Il caso del delitto di Garlasco non è solo più una questione di indagini e di processi, ma a superare ogni limite è chi ha scambiato qualcosa di reale (perché Chiara Poggi è stata uccisa veramente) per una serie Netflix e un passatempo su Youtube. Basta attivare un qualsiasi microfono o schiacciare il tasto rec per trasformare un femminicidio in un business social oppure in una chiacchiera tra amici al bar. Eppure è un delitto con 19 anni di carte: sentente, perizie, verbali, consulenze e relazioni. E per raccontare un caso come questo, bisogna partire dalle carte. Ma ormai ogni limite è stato superato. E non solo sui social.
Basta cercare un po' online e sul sito Subito.it, uno dei principali siti di compra-vendite italiani, si può trovare un annuncio di chi cerca un ‘reperto' del delitto di Garlasco. Si legge: "Ricerchiamo scarpa Mr Valentino. Offro 20mila euro a chi la trova entro il 31 luglio 2025". La data è stata superata, ma l'annuncio c'è ancora. Di che reperto si tratta?

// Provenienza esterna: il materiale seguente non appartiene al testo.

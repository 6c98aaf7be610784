use std::net::IpAddr;
use std::str::FromStr;

use chrono::{DateTime, Utc};
use clap::{Args, Parser, Subcommand};
use tracing_subscriber::{EnvFilter, layer::SubscriberExt, util::SubscriberInitExt};
use uuid::Uuid;

use gatehouse::config::{Config, parse_proxy_ip};
use gatehouse::core::errors::GatewayError;
use gatehouse::core::stay::Protocol;
use gatehouse::policy::{Policy, ScopeKind, SubjectKind, WeeklySchedule};
use gatehouse::store::SqliteStore;

#[derive(Parser)]
#[command(name = "gatehouse")]
#[command(version)]
#[command(about = "Policy-enforcing SSH/RDP gateway with session recording")]
#[command(long_about = "\
gatehouse interposes itself between operators and the hosts they
administer. Operators connect to a proxy IP as if it were the target;
the gateway admits the connection against a time-bounded policy,
relays it to the bound backend, and records the session for audit.

It provides:
  - SSH and RDP front-ends, one listener per allocated proxy IP
  - A policy engine over persons, groups, schedules, and login lists
  - Live session tracking with forced disconnect on grant expiry
  - JSONL/replay recordings and a replay-to-MP4 transcode queue")]
#[command(after_long_help = "\
QUICK START:
    gatehouse bind 10.0.160.129 db-01
    gatehouse grant --person alice --server-group prod --protocol ssh \\
        --logins postgres --hours 8
    gatehouse serve

ENVIRONMENT VARIABLES:
    DATA_DIR              Base directory for all gateway state
                          (default: ~/.gatehouse)
    DB_URL                SQLite URL (default: sqlite:<DATA_DIR>/gatehouse.db)
    SSH_LISTEN_PORT       SSH port on every proxy IP (default: 22)
    RDP_LISTEN_PORT       RDP port on every proxy IP (default: 3389)
    TRANSCODE_WORKERS     Concurrent transcode workers (default: 2)
    TRANSCODE_QUEUE_MAX   Pending transcode job cap (default: 10)
    TRANSCODE_BIN         External replay transcoder binary
    RUST_LOG              Log filter (default: gatehouse=info)

FILE LOCATIONS:
    <DATA_DIR>/host_key               SSH host key (0600)
    <DATA_DIR>/tls/                   RDP TLS materials
    <DATA_DIR>/recordings/ssh/        JSONL stay recordings
    <DATA_DIR>/recordings/rdp/        RDP replays and MP4s
    <DATA_DIR>/logs/                  Daily-rotated log files
    <DATA_DIR>/audit.jsonl            Audit fallback log

EXIT CODES:
    0 success, 2 usage, 3 policy violation, 4 not found, 5 conflict,
    1 anything else")]
struct Cli {
    #[command(subcommand)]
    command: Commands,
}

#[derive(Subcommand)]
enum Commands {
    /// Run the gateway (front-ends, ticker, transcode workers)
    Serve,

    /// Bind a proxy IP to a backend
    ///
    /// The gateway starts listening on the IP within seconds; the
    /// destination of every connection to it is the bound backend.
    Bind {
        /// Proxy IP to allocate
        proxy_ip: String,
        /// Backend name the IP routes to
        backend: String,
    },

    /// Release a proxy IP binding
    ///
    /// Refused while any stay is active on the IP (exit code 5).
    Unbind {
        /// Proxy IP to release
        proxy_ip: String,
    },

    /// Create an access policy
    Grant(GrantArgs),

    /// Revoke a policy
    ///
    /// Stays admitted under it are disconnected within two seconds.
    Revoke {
        /// Policy id to revoke
        policy_id: Uuid,
    },

    /// List stays
    Stays {
        /// Only stays that are currently live
        #[arg(long)]
        active: bool,
    },
}

#[derive(Args)]
struct GrantArgs {
    /// Person handle the grant is for
    #[arg(long, conflicts_with = "user_group")]
    person: Option<String>,

    /// User group the grant is for
    #[arg(long)]
    user_group: Option<String>,

    /// Single backend scope
    #[arg(long, conflicts_with_all = ["server_group", "service"])]
    server: Option<String>,

    /// Server group scope
    #[arg(long, conflicts_with = "service")]
    server_group: Option<String>,

    /// Single service scope as <backend>/<protocol>
    #[arg(long)]
    service: Option<String>,

    /// Granted protocol (ssh, rdp); omitted means any
    #[arg(long)]
    protocol: Option<String>,

    /// Permitted backend logins, comma-separated; omitted means any
    #[arg(long, value_delimiter = ',')]
    logins: Vec<String>,

    /// Pin the grant to one of the subject's source entries (IP or CIDR)
    #[arg(long)]
    source_ip: Option<String>,

    /// Allow -L/-R/SOCKS channels
    #[arg(long)]
    allow_port_forwarding: bool,

    /// Validity start (RFC 3339); omitted means now
    #[arg(long)]
    starts: Option<String>,

    /// Validity end (RFC 3339)
    #[arg(long, conflicts_with = "hours")]
    until: Option<String>,

    /// Validity window length in hours from start
    #[arg(long)]
    hours: Option<u32>,

    /// Weekly window, e.g. "mon-fri 09:00-17:00 Europe/Warsaw"
    #[arg(long)]
    schedule: Option<String>,
}

fn main() {
    let cli = Cli::parse();

    let runtime = match tokio::runtime::Runtime::new() {
        Ok(runtime) => runtime,
        Err(err) => {
            eprintln!("error: failed to start runtime: {err}");
            std::process::exit(1);
        }
    };

    let result = runtime.block_on(dispatch(cli.command));

    if let Err(err) = result {
        eprintln!("error: {err}");
        std::process::exit(err.exit_code());
    }
}

async fn dispatch(command: Commands) -> Result<(), GatewayError> {
    let config = Config::from_env()?;

    match command {
        Commands::Serve => {
            init_serve_logging(&config)?;
            gatehouse::daemon::run(config).await
        }
        other => {
            init_cli_logging();
            let store = SqliteStore::open(&config.db_url).await?;
            control(other, &store).await
        }
    }
}

async fn control(command: Commands, store: &SqliteStore) -> Result<(), GatewayError> {
    match command {
        Commands::Serve => unreachable!("serve is dispatched separately"),

        Commands::Bind { proxy_ip, backend } => {
            let proxy_ip = parse_ip(&proxy_ip)?;
            let backend = store
                .directory()
                .backend_by_name(&backend)
                .await?
                .ok_or_else(|| GatewayError::NotFound {
                    what: format!("backend '{backend}'"),
                })?;
            let allocation = store.allocations().bind(proxy_ip, backend.id, "cli").await?;
            println!("bound {} -> {} ({})", allocation.proxy_ip, backend.name, backend.address);
            Ok(())
        }

        Commands::Unbind { proxy_ip } => {
            let proxy_ip = parse_ip(&proxy_ip)?;
            store.allocations().release(proxy_ip, "cli").await?;
            println!("released {proxy_ip}");
            Ok(())
        }

        Commands::Grant(args) => {
            let policy = build_policy(store, args).await?;
            store.policies().create(&policy).await?;
            println!("policy {} created", policy.id);
            Ok(())
        }

        Commands::Revoke { policy_id } => {
            store.policies().revoke(policy_id, "cli").await?;
            println!("policy {policy_id} revoked");
            Ok(())
        }

        Commands::Stays { active } => {
            let stays = store.stays().list(active).await?;
            if stays.is_empty() {
                println!("no stays");
                return Ok(());
            }
            for stay in stays {
                let state = stay.termination_reason.map_or_else(
                    || "active".to_owned(),
                    |reason| reason.to_string(),
                );
                println!(
                    "{}  {}  {} -> {}  started {}  {}  in/out {}/{} bytes{}",
                    stay.id,
                    stay.protocol,
                    stay.source_ip,
                    stay.proxy_ip,
                    stay.started_at.format("%Y-%m-%d %H:%M:%S"),
                    state,
                    stay.bytes_in,
                    stay.bytes_out,
                    stay.recording_path.as_deref().map_or_else(String::new, |p| {
                        format!("  recording {}", p.display())
                    }),
                );
            }
            Ok(())
        }
    }
}

async fn build_policy(store: &SqliteStore, args: GrantArgs) -> Result<Policy, GatewayError> {
    use gatehouse::store::GroupKind;

    let (subject_kind, subject_id) = match (&args.person, &args.user_group) {
        (Some(handle), None) => {
            let person = store
                .directory()
                .person_by_handle(handle)
                .await?
                .ok_or_else(|| GatewayError::NotFound {
                    what: format!("person '{handle}'"),
                })?;
            (SubjectKind::Person, person.id)
        }
        (None, Some(name)) => {
            let group = store
                .directory()
                .group_by_name(GroupKind::User, name)
                .await?
                .ok_or_else(|| GatewayError::NotFound {
                    what: format!("user group '{name}'"),
                })?;
            (SubjectKind::UserGroup, group.id)
        }
        _ => {
            return Err(GatewayError::PolicyViolation {
                what: "exactly one of --person/--user-group is required".to_owned(),
            });
        }
    };

    let mut protocol = args
        .protocol
        .as_deref()
        .map(Protocol::from_str)
        .transpose()
        .map_err(|e| GatewayError::PolicyViolation { what: e.to_string() })?;

    let (scope_kind, scope_id) = match (&args.server, &args.server_group, &args.service) {
        (Some(name), None, None) => {
            let backend = store
                .directory()
                .backend_by_name(name)
                .await?
                .ok_or_else(|| GatewayError::NotFound {
                    what: format!("backend '{name}'"),
                })?;
            (ScopeKind::Server, backend.id)
        }
        (None, Some(name), None) => {
            let group = store
                .directory()
                .group_by_name(GroupKind::Server, name)
                .await?
                .ok_or_else(|| GatewayError::NotFound {
                    what: format!("server group '{name}'"),
                })?;
            (ScopeKind::ServerGroup, group.id)
        }
        (None, None, Some(service)) => {
            let (name, proto) =
                service
                    .split_once('/')
                    .ok_or_else(|| GatewayError::PolicyViolation {
                        what: format!("--service must be <backend>/<protocol>, got '{service}'"),
                    })?;
            let backend = store
                .directory()
                .backend_by_name(name)
                .await?
                .ok_or_else(|| GatewayError::NotFound {
                    what: format!("backend '{name}'"),
                })?;
            protocol = Some(
                Protocol::from_str(proto)
                    .map_err(|e| GatewayError::PolicyViolation { what: e.to_string() })?,
            );
            (ScopeKind::Service, backend.id)
        }
        _ => {
            return Err(GatewayError::PolicyViolation {
                what: "exactly one of --server/--server-group/--service is required".to_owned(),
            });
        }
    };

    let source_ip_id = match &args.source_ip {
        Some(cidr) => {
            if subject_kind != SubjectKind::Person {
                return Err(GatewayError::PolicyViolation {
                    what: "--source-ip pins require a --person subject".to_owned(),
                });
            }
            let wanted: ipnet::IpNet = parse_net(cidr)?;
            let entry = store
                .directory()
                .source_ips_of_person(subject_id)
                .await?
                .into_iter()
                .find(|entry| entry.cidr == wanted)
                .ok_or_else(|| GatewayError::NotFound {
                    what: format!("source entry {cidr} for the subject"),
                })?;
            Some(entry.id)
        }
        None => None,
    };

    let starts_at = match &args.starts {
        Some(text) => parse_ts(text)?,
        None => Utc::now(),
    };
    let ends_at = match (&args.until, args.hours) {
        (Some(text), _) => Some(parse_ts(text)?),
        (None, Some(hours)) => Some(starts_at + chrono::Duration::hours(i64::from(hours))),
        (None, None) => None,
    };

    let schedule = args
        .schedule
        .as_deref()
        .map(WeeklySchedule::parse)
        .transpose()
        .map_err(|e| GatewayError::PolicyViolation { what: e.to_string() })?;

    Ok(Policy {
        id: Uuid::new_v4(),
        subject_kind,
        subject_id,
        scope_kind,
        scope_id,
        protocol,
        ssh_logins: args.logins,
        source_ip_id,
        allow_port_forwarding: args.allow_port_forwarding,
        starts_at,
        ends_at,
        schedule,
        active: true,
        created_at: Utc::now(),
        created_by: "cli".to_owned(),
    })
}

fn parse_ip(text: &str) -> Result<IpAddr, GatewayError> {
    parse_proxy_ip(text).map_err(|e| GatewayError::PolicyViolation { what: e.to_string() })
}

fn parse_net(text: &str) -> Result<ipnet::IpNet, GatewayError> {
    if text.contains('/') {
        text.parse().map_err(|e| GatewayError::PolicyViolation {
            what: format!("invalid CIDR '{text}': {e}"),
        })
    } else {
        parse_ip(text).map(ipnet::IpNet::from)
    }
}

fn parse_ts(text: &str) -> Result<DateTime<Utc>, GatewayError> {
    DateTime::parse_from_rfc3339(text)
        .map(|t| t.with_timezone(&Utc))
        .map_err(|e| GatewayError::PolicyViolation {
            what: format!("invalid timestamp '{text}': {e}"),
        })
}

fn init_serve_logging(config: &Config) -> Result<(), GatewayError> {
    std::fs::create_dir_all(config.logs_dir()).map_err(|e| GatewayError::Config {
        what: format!("log directory {}", config.logs_dir().display()),
        source: e.into(),
    })?;

    let file_appender = tracing_appender::rolling::daily(config.logs_dir(), "gatehouse.log");
    let filter =
        EnvFilter::try_from_default_env().unwrap_or_else(|_| EnvFilter::new("gatehouse=info"));

    tracing_subscriber::registry()
        .with(filter)
        .with(tracing_subscriber::fmt::layer().with_writer(std::io::stderr))
        .with(
            tracing_subscriber::fmt::layer()
                .with_ansi(false)
                .with_writer(file_appender),
        )
        .init();
    Ok(())
}

fn init_cli_logging() {
    let filter =
        EnvFilter::try_from_default_env().unwrap_or_else(|_| EnvFilter::new("gatehouse=warn"));
    tracing_subscriber::registry()
        .with(filter)
        .with(tracing_subscriber::fmt::layer().with_writer(std::io::stderr))
        .init();
}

Come si vede nella foto dell'annuncio, è un paio di scarpe repertate dal Ris nei giorni successivi il delitto di Chiara Poggi. Sono scarpe che nella relazione del Ris del 2007 si legge: "Reperto “scarpe fiume” (già rep. G): n.1 paio di scarpe di colore marrone, recanti varie tracce brunastre di dubbia natura. Il reperto è stato nebulizzato con luminol e sono emerse due aree di luminescenza: una sulla suola della scarpa destra e una su quella sinistra (vds foto) entrambe oggetto di un unico prelievo (campione scarpe_fiume). Sia le tracce di dubbia natura, sia quelle evidenziate dal luminol sono state testate con il combur test ed hanno reagito negativamente".

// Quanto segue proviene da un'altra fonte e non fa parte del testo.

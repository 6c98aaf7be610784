//! The in-tree TLS MITM driver.
//!
//! Reads the client's X.224 Connection Request, forwards it to the
//! routed backend once the front-end sets the target, answers the client
//! with a confirm selecting TLS when the client offers it, terminates
//! TLS on both legs, and tees the relayed stream into the `.replay`
//! file. Clients that only speak legacy RDP security are relayed as
//! plain TCP; the security selection lives here, not in the protocol
//! layer, so swapping the driver swaps the policy.

use std::fs::{File, OpenOptions};
use std::io::Write;
use std::net::SocketAddr;
use std::path::PathBuf;
use std::sync::Arc;
use std::time::Duration;

use async_trait::async_trait;
use chrono::Utc;
use rustls::pki_types::ServerName;
use tokio::io::{AsyncRead, AsyncReadExt, AsyncWrite, AsyncWriteExt};
use tokio::net::TcpStream;
use tokio::time::timeout;
use tokio_rustls::{TlsAcceptor, TlsConnector};

use crate::core::errors::GatewayError;
use crate::core::registry::{StayEvent, StayHandle};
use crate::core::stay::TerminationReason;
use crate::rdp::driver::{RdpMitmDriver, RdpMitmSession};
use crate::rdp::x224::{
    self, ConnectionRequest, PROTOCOL_HYBRID, PROTOCOL_SSL, parse_selected_protocol,
};

trait Transport: AsyncRead + AsyncWrite + Unpin + Send {}
impl<T: AsyncRead + AsyncWrite + Unpin + Send> Transport for T {}

/// Driver terminating TLS on both legs with a replay tee.
pub struct TlsMitmDriver {
    server_config: Arc<rustls::ServerConfig>,
    client_config: Arc<rustls::ClientConfig>,
    connect_timeout: Duration,
    idle_timeout: Duration,
}

impl std::fmt::Debug for TlsMitmDriver {
    fn fmt(&self, f: &mut std::fmt::Formatter<'_>) -> std::fmt::Result {
        f.debug_struct("TlsMitmDriver").finish_non_exhaustive()
    }
}

impl TlsMitmDriver {
    /// Build the driver, generating gateway TLS material under `tls_dir`
    /// on first use.
    ///
    /// # Errors
    ///
    /// [`GatewayError::Config`] when the TLS identity cannot be prepared.
    pub fn new(
        tls_dir: &std::path::Path,
        connect_timeout: Duration,
        idle_timeout: Duration,
    ) -> Result<Self, GatewayError> {
        let server_config =
            super::tls::load_or_generate_server_config(tls_dir).map_err(|e| {
                GatewayError::Config {
                    what: format!("RDP TLS material in {}", tls_dir.display()),
                    source: e,
                }
            })?;
        let client_config = super::tls::backend_client_config().map_err(|e| GatewayError::Config {
            what: "RDP backend TLS config".to_owned(),
            source: e,
        })?;

        Ok(Self {
            server_config,
            client_config,
            connect_timeout,
            idle_timeout,
        })
    }
}

#[async_trait]
impl RdpMitmDriver for TlsMitmDriver {
    async fn accept(&self, mut stream: TcpStream) -> Result<Box<dyn RdpMitmSession>, GatewayError> {
        let packet = x224::read_tpkt(&mut stream)
            .await
            .map_err(|e| GatewayError::Other(anyhow::anyhow!("RDP connection request: {e}")))?;
        let request = x224::parse_connection_request(&packet)
            .map_err(|e| GatewayError::Other(e.into()))?;

        tracing::debug!(
            cookie = ?request.cookie,
            protocols = request.requested_protocols,
            "RDP connection request read"
        );

        Ok(Box::new(TlsMitmSession {
            stream,
            request,
            target: None,
            backend: None,
            replay: None,
            server_config: Arc::clone(&self.server_config),
            client_config: Arc::clone(&self.client_config),
            connect_timeout: self.connect_timeout,
            idle_timeout: self.idle_timeout,
        }))
    }
}

struct TlsMitmSession {
    stream: TcpStream,
    request: ConnectionRequest,
    target: Option<SocketAddr>,
    backend: Option<TcpStream>,
    replay: Option<PathBuf>,
    server_config: Arc<rustls::ServerConfig>,
    client_config: Arc<rustls::ClientConfig>,
    connect_timeout: Duration,
    idle_timeout: Duration,
}

#[async_trait]
impl RdpMitmSession for TlsMitmSession {
    fn set_target(&mut self, target: SocketAddr) {
        self.target = Some(target);
    }

    fn write_replay(&mut self, path: PathBuf) {
        self.replay = Some(path);
    }

    async fn open_backend(&mut self) -> Result<(), GatewayError> {
        let target = self.target.ok_or_else(|| {
            GatewayError::Other(anyhow::anyhow!("MITM target not set before open_backend"))
        })?;

        let backend = timeout(self.connect_timeout, TcpStream::connect(target))
            .await
            .map_err(|_| GatewayError::BackendUnreachable {
                backend: target.to_string(),
                reason: format!("connect timeout after {:?}", self.connect_timeout),
            })?
            .map_err(|e| GatewayError::BackendUnreachable {
                backend: target.to_string(),
                reason: e.to_string(),
            })?;

        self.backend = Some(backend);
        Ok(())
    }

    async fn run(mut self: Box<Self>, stay: StayHandle) -> Result<TerminationReason, GatewayError> {
        let target = self.target.ok_or_else(|| {
            GatewayError::Other(anyhow::anyhow!("MITM started without a target"))
        })?;
        let mut backend = self.backend.take().ok_or_else(|| {
            GatewayError::Other(anyhow::anyhow!("MITM started without a backend leg"))
        })?;

        // Forward the client's CR verbatim and read what the backend
        // selected.
        backend
            .write_all(&self.request.raw)
            .await
            .map_err(|e| backend_io(target, &e))?;
        let confirm = x224::read_tpkt(&mut backend)
            .await
            .map_err(|e| backend_io(target, &e))?;
        let backend_protocol = parse_selected_protocol(&confirm).unwrap_or(0);

        let replay = match self.replay.take() {
            Some(path) => Some(ReplayWriter::create(&path).map_err(GatewayError::Other)?),
            None => None,
        };

        let stay_id = stay.id();
        let client: Box<dyn Transport> = if self.request.offers_tls() {
            // Our own confirm, selecting TLS.
            self.stream
                .write_all(&x224::connection_confirm(PROTOCOL_SSL))
                .await
                .map_err(|e| client_io(stay_id, e))?;
            let acceptor = TlsAcceptor::from(Arc::clone(&self.server_config));
            Box::new(
                acceptor
                    .accept(self.stream)
                    .await
                    .map_err(|e| client_io(stay_id, e))?,
            )
        } else {
            // Legacy client: pass the backend's confirm through and relay
            // plain bytes.
            self.stream
                .write_all(&confirm)
                .await
                .map_err(|e| client_io(stay_id, e))?;
            Box::new(self.stream)
        };

        let backend: Box<dyn Transport> =
            if backend_protocol & (PROTOCOL_SSL | PROTOCOL_HYBRID) != 0 {
                let connector = TlsConnector::from(Arc::clone(&self.client_config));
                let name = ServerName::try_from(target.ip().to_string())
                    .map_err(|e| GatewayError::Other(e.into()))?;
                Box::new(
                    connector
                        .connect(name, backend)
                        .await
                        .map_err(|e| backend_io(target, &e))?,
                )
            } else {
                Box::new(backend)
            };

        relay(client, backend, &stay, replay, self.idle_timeout).await
    }
}

fn backend_io(target: SocketAddr, err: &dyn std::fmt::Display) -> GatewayError {
    GatewayError::BackendUnreachable {
        backend: target.to_string(),
        reason: err.to_string(),
    }
}

fn client_io(stay_id: uuid::Uuid, err: std::io::Error) -> GatewayError {
    GatewayError::TransientIo {
        stay_id,
        source: err,
    }
}

/// Relay both directions with a replay tee, byte counters, termination
/// events, and the RDP idle cutoff.
async fn relay(
    client: Box<dyn Transport>,
    backend: Box<dyn Transport>,
    stay: &StayHandle,
    mut replay: Option<ReplayWriter>,
    idle_timeout: Duration,
) -> Result<TerminationReason, GatewayError> {
    let mut events = stay.subscribe();
    let (mut client_r, mut client_w) = tokio::io::split(client);
    let (mut backend_r, mut backend_w) = tokio::io::split(backend);

    let mut cbuf = vec![0u8; 16 * 1024];
    let mut bbuf = vec![0u8; 16 * 1024];

    let idle = tokio::time::sleep(idle_timeout);
    tokio::pin!(idle);

    let reason = loop {
        tokio::select! {
            read = client_r.read(&mut cbuf) => {
                match read.map_err(|e| client_io(stay.id(), e))? {
                    0 => {
                        let _ = backend_w.shutdown().await;
                        break TerminationReason::ClientClosed;
                    }
                    n => {
                        if let Some(replay) = replay.as_mut() {
                            replay.append(ReplayDirection::ClientToServer, &cbuf[..n]);
                        }
                        stay.add_bytes(n as i64, 0);
                        backend_w
                            .write_all(&cbuf[..n])
                            .await
                            .map_err(|e| client_io(stay.id(), e))?;
                        idle.as_mut().reset(tokio::time::Instant::now() + idle_timeout);
                    }
                }
            }
            read = backend_r.read(&mut bbuf) => {
                match read.map_err(|e| client_io(stay.id(), e))? {
                    0 => {
                        let _ = client_w.shutdown().await;
                        break TerminationReason::ServerClosed;
                    }
                    n => {
                        if let Some(replay) = replay.as_mut() {
                            replay.append(ReplayDirection::ServerToClient, &bbuf[..n]);
                        }
                        stay.add_bytes(0, n as i64);
                        client_w
                            .write_all(&bbuf[..n])
                            .await
                            .map_err(|e| client_io(stay.id(), e))?;
                        idle.as_mut().reset(tokio::time::Instant::now() + idle_timeout);
                    }
                }
            }
            event = events.recv() => {
                if let Ok(StayEvent::Terminate { reason }) = event {
                    let _ = backend_w.shutdown().await;
                    let _ = client_w.shutdown().await;
                    break reason;
                }
            }
            () = &mut idle => {
                tracing::info!(stay_id = %stay.id(), "RDP idle cutoff");
                let _ = backend_w.shutdown().await;
                let _ = client_w.shutdown().await;
                break TerminationReason::ClientClosed;
            }
        }
    };

    if let Some(replay) = replay.as_mut() {
        replay.flush();
    }
    Ok(reason)
}

#[derive(Debug, Clone, Copy)]
enum ReplayDirection {
    ClientToServer = 0,
    ServerToClient = 1,
}

/// Direction-framed replay file: `t_ms(8) dir(1) len(4) payload`.
struct ReplayWriter {
    file: File,
}

impl ReplayWriter {
    fn create(path: &std::path::Path) -> anyhow::Result<Self> {
        if let Some(parent) = path.parent() {
            std::fs::create_dir_all(parent)?;
        }
        let file = OpenOptions::new().create(true).append(true).open(path)?;
        Ok(Self { file })
    }

    fn append(&mut self, direction: ReplayDirection, payload: &[u8]) {
        let mut record = Vec::with_capacity(13 + payload.len());
        record.extend_from_slice(&Utc::now().timestamp_millis().to_le_bytes());
        record.push(direction as u8);
        record.extend_from_slice(&u32::try_from(payload.len()).unwrap_or(u32::MAX).to_le_bytes());
        record.extend_from_slice(payload);
        let _ = self.file.write_all(&record);
    }

    fn flush(&mut self) {
        let _ = self.file.flush();
    }
}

Ma spieghiamo meglio: come ha precisato il consulente della famiglia Poggi Dario Redaelli, si tratta di un paio di scarpe trovato, così come altri indumenti, in un canale perquisito sulla strada del Cucù, nella zona tra Villanova d'Ardenghi e Zinasco, a pochi chilometri da Garlasco. Qui il 24 agosto del 2007 (11 giorni dopo il delitto di Chiara Poggi) sono stati trovati appunto alcuni indumenti – tra cui scarpe e vestiti – che sono stati poi analizzati per capire se c'era un collegamento con quanto accaduto nella villetta di Garlasco. Erano i vestiti e le scarpe indosso all'assassino? Le varie verifiche esclusero questa ipotesi. L'unica sentenza di condanna è quella nei confronti di Alberto Stasi e quanto trovato non apparteneva a lui. In qualsiasi caso il Ris riferì che "non era emerso nessuna traccia interessante" sugli indumenti.
Eppure su Subito.it c'è chi chiede disperatamente (pronto ad offrire 20mila euro) questo paia di scarpe. Non si sa se qualcuno si è fatto avanti per vendere un paio simile. Così come non si sa la reale persona che c'è dietro a un annuncio simile (si sa il nome di chi ha postato l'annuncio ma restano i dubbi) o se si tratta di uno scherzo, ma di certo questa richiesta è su una piattaforma molto usata e frequentata. Varrebbe la pena eliminare un simile annuncio. Ricordiamoci che si tratta di un femminicidio, ricordiamoci che ci sono dei limiti. Per il rispetto di Chiara Poggi.